I went to the GP, who advised against stopping the treatment and referred me to therapy, but it didn’t help at all, things were just getting worse. I’ve managed to alienate a lot of people around me and broke off a number of friendships. Christmas 2018 was the most difficult ever, and I didn’t even celebrate by 27th birthday (and I am ALWAYS up for throwing parties). I was miserable and emotional, even watching X factor would immediately put me in tears. Yeah, gross, I know.
So then in March ’19 I’ve decided enough is enough. My mental health is more important than treating endometriosis, and whilst it is likely to have an effect on my fertility, I needed to get back to ‘me’. Become myself again. Have a clear head and finally be in control of my emotions. As the GP would practically refuse to stop my treatment, I went to a sex clinic – and then I was free.
It took a good couple of weeks for the hormones to wear off, but I could already feel the difference. I slept better, as I no longer had nightmares, my communication skills improved and I started to feel truly happy again. And that would have been the perfecte ending to the mental health nightmare of nearly two years… but the physical pain is back.
So for now, I’ll have to live with the pain of this condition, and keep going for scans, and maybe have more surgeries in the future.

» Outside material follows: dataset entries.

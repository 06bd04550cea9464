//! Request types for the check-in API.
//!
//! This module defines the JSON request bodies and query strings accepted by
//! the HTTP endpoints.

use serde::{Deserialize, Serialize};

use crate::ledger::EventFilter;
use crate::models::{EmployeeStatus, MAX_CODE_LEN};

use super::response::ApiError;

/// Largest page size for event listings.
pub const MAX_EVENT_LIMIT: usize = 1000;

/// Request body for the `/api/check-in` endpoint.
#[derive(Debug, Clone, Serialize, Deserialize)]
pub struct CheckInRequest {
    /// Code of the employee checking in.
    pub employee_code: String,
    /// The captured photo as a data-URI or raw base64.
    pub capture_image: String,
}

impl CheckInRequest {
    /// Checks field presence and length before the pipeline runs.
    pub fn validate(&self) -> Result<(), ApiError> {
        if self.employee_code.trim().is_empty() {
            return Err(ApiError::validation_error("employee_code must not be empty"));
        }
        if self.employee_code.chars().count() > MAX_CODE_LEN {
            return Err(ApiError::validation_error(format!(
                "employee_code must be at most {MAX_CODE_LEN} characters"
            )));
        }
        if self.capture_image.trim().is_empty() {
            return Err(ApiError::validation_error("capture_image must not be empty"));
        }
        Ok(())
    }
}

/// Request body for `POST /api/employees`.
#[derive(Debug, Clone, Serialize, Deserialize)]
#[serde(deny_unknown_fields)]
pub struct CreateEmployeeRequest {
    /// Unique employee code.
    pub employee_code: String,
    /// Human-readable name.
    pub display_name: String,
    /// Initial status; active when omitted.
    #[serde(default)]
    pub status: EmployeeStatus,
    /// Reference photo as a data-URI or raw base64.
    pub reference_image: String,
}

/// Request body for `PATCH /api/employees/:code`.
///
/// Omitted fields are left unchanged.
#[derive(Debug, Clone, Default, Serialize, Deserialize)]
#[serde(deny_unknown_fields)]
pub struct UpdateEmployeeRequest {
    /// New display name.
    #[serde(default)]
    pub display_name: Option<String>,
    /// New status.
    #[serde(default)]
    pub status: Option<EmployeeStatus>,
    /// Replacement reference photo as a data-URI or raw base64.
    #[serde(default)]
    pub reference_image: Option<String>,
}

/// Query string for `GET /api/attendance-events`.
#[derive(Debug, Clone, Default, Deserialize)]
pub struct EventQuery {
    /// Only events for this employee.
    pub employee_code: Option<String>,
    /// Maximum number of events to return.
    pub limit: Option<usize>,
}

impl EventQuery {
    /// Converts the query into a ledger filter.
    pub fn into_filter(self) -> Result<EventFilter, ApiError> {
        if matches!(self.limit, Some(limit) if limit == 0 || limit > MAX_EVENT_LIMIT) {
            return Err(ApiError::validation_error(format!(
                "limit must be between 1 and {MAX_EVENT_LIMIT}"
            )));
        }

        Ok(EventFilter {
            employee_code: self.employee_code.filter(|code| !code.is_empty()),
            limit: self.limit,
        })
    }
}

But it’s not the end of the world, and it’s surely not the worst condition to live with, I just wish more people knew about it (and didn’t equal it to a typical period pain), so there would be less stigma and embarrassment to talk about it. Please share this and help to spread awareness!
How do I handle it?
Ha! If you want an honest answer, you should probably talk to my husband 😛
On a more serious note, here are a couple of things that help me manage the beast:
Telling people what’s up
I can’t stress how important it is to not be alone in this! Most of my friends are now aware, and they are a lot more understanding of the bad week of the month. I’ve also shared this with my colleagues, who are great support on the days I can’t physically make it to work.
Know what’s your relief
There isn’t a cure, and there isn’t a specific medicine for Endometriosis. There are a lot of different treatment plans, so the best thing to figure out what works for your. I’ve got strong painkillers and hot-water bottles, comfy pyjamas and everything I need to improve my comfort on the dark days. When they come, I’m prepared and ready, so it’s easier to bear!
Focus on the positives
It could be worse. It’s manageable. And in my case, I have a clear head, stronger mental health and I’m finally in a happy place.
Lots of love,
Telling your story is important! Glad you shared it!